Panasonic ended up agreeing to acquire the company in a $7.1 billion deal from New Mountain and its other sponsor, Blackstone Group. The deal valued Blue Yonder at $8.5 billion and is expected to close in the second half of the year. 

New Mountain received expressions of interest in Blue Yonder earlier in the year, at which point the firm decided to pause the secondaries process. 

Transparency in situations like this is key to making sure all parties can make informed decisions.  

“You don’t want a situation where the GP suspects that’s going to happen and then it’s happening and it’s new information everyone has to react to, as opposed to the GP being ahead of that news and LPs and the buyer are aware of the possibility,” said Jeffrey Keay, managing director at HarbourVest Partners, speaking generally about the market. “So it doesn’t present as much of a threat to the deal.”

Another deal that experienced external transactional shifts involved Leonard Green, which was moving four assets out of its 2007 fund and into a continuation pool. Two of the assets, Joann Inc and AerSale, went public as the firm was working through its secondary. 

Unlike the New Mountain deal, Joanne and AerSale stayed as part of the process, Buyouts previously reported. Leonard Green ended up closing the secondary recently, led by AlpInvest Partners and HarbourVest Partners, at around $2.5 billion, making it one of the largest-ever GP-led deals. 

Both the transactions, one through an IPO and one through a SPAC merger, were expected and disclosed as part of the processes, a source told Buyouts

These types of situations are examples of what some professionals consider among the biggest risks to GP-led deals. Pulling choice assets out of a GP-led that has been in the works for months (along with the costs that go along with that) can derail these deals. Sometimes removing the largest asset in a secondary makes the deal too small for the lead buyer; and sometimes the best asset in a transaction gets taken out, rendering the overall remaining secondary less attractive to buyers. 

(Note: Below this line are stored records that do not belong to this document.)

//! Matching ChiliProject names against the GitLab name directory.
//!
//! Everything here runs before the first issue is created, so a bad mapping
//! or a missing token stops the run while GitLab is still untouched.

mod error;

pub use error::ReconcileError;

use crate::config::MigrationSettings;
use crate::directory::NameDirectory;
use crate::source::SourceIssue;
use std::collections::{BTreeSet, HashMap};
use tracing::{debug, info};

/// Resolved ChiliProject project name to GitLab project id mapping.
///
/// Covers every project referenced by the source issues.
#[derive(Debug, Clone, Default, PartialEq, Eq)]
pub struct ProjectMapping {
    ids: HashMap<String, u64>,
}

impl ProjectMapping {
    /// Returns the GitLab project id for a lowercase ChiliProject project name.
    #[must_use]
    pub fn project_id(&self, source_name: &str) -> Option<u64> {
        self.ids.get(source_name).copied()
    }

    /// Number of mapped source projects.
    #[must_use]
    pub fn len(&self) -> usize {
        self.ids.len()
    }

    /// Returns true if nothing is mapped.
    #[must_use]
    pub fn is_empty(&self) -> bool {
        self.ids.is_empty()
    }
}

/// Collects the distinct lowercase project names used by the source issues.
#[must_use]
pub fn source_project_names(issues: &[SourceIssue]) -> BTreeSet<String> {
    issues.iter().map(SourceIssue::project_key).collect()
}

/// Maps every source project name to a GitLab project id.
///
/// A manual mapping entry takes priority over a GitLab project with the same
/// name as the source project.
///
/// # Errors
///
/// Returns [`ReconcileError::UnmappedProjects`] listing, sorted, every name
/// that neither exists in GitLab nor has a manual mapping, and
/// [`ReconcileError::UnknownMappingTargets`] if a used manual mapping points at
/// a project GitLab does not have.
pub fn reconcile_projects(
    source_names: &BTreeSet<String>,
    directory: &NameDirectory,
    manual_mapping: &HashMap<String, String>,
) -> Result<ProjectMapping, ReconcileError> {
    let unmapped: Vec<String> = source_names
        .iter()
        .filter(|name| !directory.has_project(name) && !manual_mapping.contains_key(*name))
        .cloned()
        .collect();

    if !unmapped.is_empty() {
        return Err(ReconcileError::UnmappedProjects { names: unmapped });
    }

    let mut ids = HashMap::with_capacity(source_names.len());
    let mut unknown_targets = Vec::new();

    for name in source_names {
        let target = manual_mapping.get(name).unwrap_or(name);
        match directory.project_id(target) {
            Some(id) => {
                debug!(source = %name, target = %target, id, "Mapped project");
                ids.insert(name.clone(), id);
            }
            None => unknown_targets.push(format!("{name} -> {target}")),
        }
    }

    if !unknown_targets.is_empty() {
        return Err(ReconcileError::UnknownMappingTargets {
            mappings: unknown_targets,
        });
    }

    info!(count = ids.len(), "Projects reconciled");
    Ok(ProjectMapping { ids })
}

/// Checks that every issue author has a private token.
///
/// # Errors
///
/// Returns [`ReconcileError::MissingAuthorToken`] naming the first author, in
/// file order, without a token.
pub fn validate_authors(
    issues: &[SourceIssue],
    settings: &MigrationSettings,
) -> Result<(), ReconcileError> {
    match issues.iter().find(|issue| !settings.has_token(&issue.author)) {
        Some(issue) => Err(ReconcileError::MissingAuthorToken {
            author: issue.author_key(),
        }),
        None => Ok(()),
    }
}

/// Checks that every non-empty assignee exists as a GitLab user.
///
/// # Errors
///
/// Returns [`ReconcileError::UnknownAssignees`] listing the missing names, sorted.
pub fn validate_assignees(
    issues: &[SourceIssue],
    directory: &NameDirectory,
) -> Result<(), ReconcileError> {
    let missing: BTreeSet<String> = issues
        .iter()
        .filter_map(SourceIssue::assignee_key)
        .filter(|name| directory.user_id(name).is_none())
        .collect();

    if missing.is_empty() {
        Ok(())
    } else {
        Err(ReconcileError::UnknownAssignees {
            names: missing.into_iter().collect(),
        })
    }
}

#[cfg(test)]
mod tests {
    use super::*;
    use crate::gitlab::fake::entry;

    fn names(list: &[&str]) -> BTreeSet<String> {
        list.iter().map(|name| name.to_string()).collect()
    }

    fn mapping(pairs: &[(&str, &str)]) -> HashMap<String, String> {
        pairs
            .iter()
            .map(|(from, to)| (from.to_string(), to.to_string()))
            .collect()
    }

    fn directory() -> NameDirectory {
        NameDirectory::from_entries(
            vec![entry(42, "Website"), entry(7, "Intranet 2"), entry(9, "Legacy")],
            vec![entry(3, "Jane Doe")],
        )
    }

    fn issue(project: &str, author: &str, assignee: &str) -> SourceIssue {
        SourceIssue {
            project: project.to_string(),
            author: author.to_string(),
            assignee: assignee.to_string(),
            ..Default::default()
        }
    }

    #[test]
    fn maps_matching_names() {
        let result = reconcile_projects(&names(&["website"]), &directory(), &HashMap::new());

        assert_eq!(result.unwrap().project_id("website"), Some(42));
    }

    #[test]
    fn reports_all_unresolvable_names_sorted() {
        let result = reconcile_projects(
            &names(&["zeta", "website", "intranet", "alpha"]),
            &directory(),
            &mapping(&[("alpha", "website")]),
        );

        assert_eq!(
            result,
            Err(ReconcileError::UnmappedProjects {
                names: vec!["intranet".to_string(), "zeta".to_string()]
            })
        );
    }

    #[test]
    fn manual_mapping_takes_priority() {
        let result = reconcile_projects(
            &names(&["legacy", "intranet"]),
            &directory(),
            &mapping(&[("legacy", "website"), ("intranet", "intranet 2")]),
        )
        .unwrap();

        assert_eq!(result.project_id("legacy"), Some(42));
        assert_eq!(result.project_id("intranet"), Some(7));
        assert_eq!(result.len(), 2);
    }

    #[test]
    fn unknown_mapping_target_is_an_error() {
        let result = reconcile_projects(
            &names(&["old"]),
            &directory(),
            &mapping(&[("old", "missing")]),
        );

        assert_eq!(
            result,
            Err(ReconcileError::UnknownMappingTargets {
                mappings: vec!["old -> missing".to_string()]
            })
        );
    }

    #[test]
    fn unused_mappings_are_ignored() {
        let result = reconcile_projects(
            &names(&["website"]),
            &directory(),
            &mapping(&[("other", "nowhere")]),
        );

        assert!(result.is_ok());
    }

    #[test]
    fn collects_lowercase_source_names() {
        let issues = vec![
            issue("Website", "jane", ""),
            issue("WEBSITE", "jane", ""),
            issue("Intranet", "jane", ""),
        ];

        assert_eq!(source_project_names(&issues), names(&["intranet", "website"]));
    }

    #[test]
    fn reports_first_author_without_token() {
        let settings = MigrationSettings::parse(
            r#"
api-url = "https://gitlab.example.com/api/v4"
read-author = "jane"

[tokens]
jane = "t"
"#,
            "test",
        )
        .unwrap();
        let issues = vec![
            issue("Website", "Jane", ""),
            issue("Website", "Bob", ""),
            issue("Website", "Carl", ""),
        ];

        assert_eq!(
            validate_authors(&issues, &settings),
            Err(ReconcileError::MissingAuthorToken {
                author: "bob".to_string()
            })
        );
        assert!(validate_authors(&issues[..1], &settings).is_ok());
    }

    #[test]
    fn reports_unknown_assignees() {
        let issues = vec![
            issue("Website", "jane", "Jane Doe"),
            issue("Website", "jane", ""),
            issue("Website", "jane", "Zed"),
            issue("Website", "jane", "Adam"),
        ];

        assert_eq!(
            validate_assignees(&issues, &directory()),
            Err(ReconcileError::UnknownAssignees {
                names: vec!["adam".to_string(), "zed".to_string()]
            })
        );
        assert!(validate_assignees(&issues[..2], &directory()).is_ok());
    }
}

Exacerbating the risk is the changing nature of GP-led deals, which have become more concentrated. Rather than a diverse portfolio of multiple assets, transactions are more frequently involving only one or several assets. Removing one of them from the mix is more likely to have a material impact, said a secondary buyer. 

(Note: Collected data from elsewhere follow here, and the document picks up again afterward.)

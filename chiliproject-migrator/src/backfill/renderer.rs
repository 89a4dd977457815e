//! Statement renderer.

use super::{BackfillError, StatementKind};
use crate::timestamps::TimestampMap;
use handlebars::{no_escape, Handlebars};
use serde_json::json;

/// Creates a Handlebars registry holding every statement template.
///
/// The registry is configured with:
/// - No HTML escaping (statements are plain SQL)
/// - Strict mode (catches missing variables)
///
/// # Errors
///
/// Returns an error if a template fails to compile.
pub fn create_statement_registry() -> Result<Handlebars<'static>, BackfillError> {
    let mut hbs = Handlebars::new();
    hbs.register_escape_fn(no_escape);
    hbs.set_strict_mode(true);

    for kind in StatementKind::ALL {
        hbs.register_template_string(kind.name(), kind.template())?;
    }

    Ok(hbs)
}

/// Renders timestamp backfill statements for one database.
pub struct StatementRenderer {
    handlebars: Handlebars<'static>,
    database: String,
}

impl StatementRenderer {
    /// Creates a renderer targeting the given database (schema) name.
    ///
    /// # Errors
    ///
    /// Returns [`BackfillError::InvalidDatabase`] if the name is empty or
    /// contains a backtick.
    pub fn new(database: &str) -> Result<Self, BackfillError> {
        if database.trim().is_empty() || database.contains('`') {
            return Err(BackfillError::InvalidDatabase(database.to_string()));
        }

        Ok(Self {
            handlebars: create_statement_registry()?,
            database: database.to_string(),
        })
    }

    /// Renders a single statement.
    ///
    /// # Errors
    ///
    /// Returns an error if template rendering fails.
    pub fn render_statement(
        &self,
        kind: StatementKind,
        issue_id: u64,
        created: &str,
        updated: &str,
    ) -> Result<String, BackfillError> {
        let data = json!({
            "database": self.database,
            "id": issue_id,
            "created": created,
            "updated": updated
        });

        Ok(self.handlebars.render(kind.name(), &data)?)
    }

    /// Renders every statement for every record, grouped by kind.
    ///
    /// # Errors
    ///
    /// Returns an error if template rendering fails.
    pub fn render_all(&self, map: &TimestampMap) -> Result<Vec<String>, BackfillError> {
        let mut statements = Vec::with_capacity(map.len() * StatementKind::ALL.len());
        for kind in StatementKind::ALL {
            for (issue_id, timestamps) in map.iter() {
                statements.push(self.render_statement(
                    kind,
                    issue_id,
                    &timestamps.created,
                    &timestamps.updated,
                )?);
            }
        }
        Ok(statements)
    }
}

The longer GP-led deals hang in the market without completion, the better the chance that an external buyer spots an asset they like, and goes after it. Time to completion will continue to present challenges to successful GP-led deals as they become more popular, and almost a routine tool managers can use to sort out older funds. 

“Any time you have a portfolio of assets there is going to be a risk that one more of those assets could fall out and go through a regular exit,” said Gerald Cooper, head of the North American secondary advisory practice at Campbell Lutyens. 

GP-led deals for the first time were the largest portion of total secondaries activity in 2020 at roughly 53 percent of about $60 billion in total volume, Evercore estimated in its full-year 2020 secondaries activity report. Until last year, traditional LP sales always accounted for the largest percentage of total deal volume.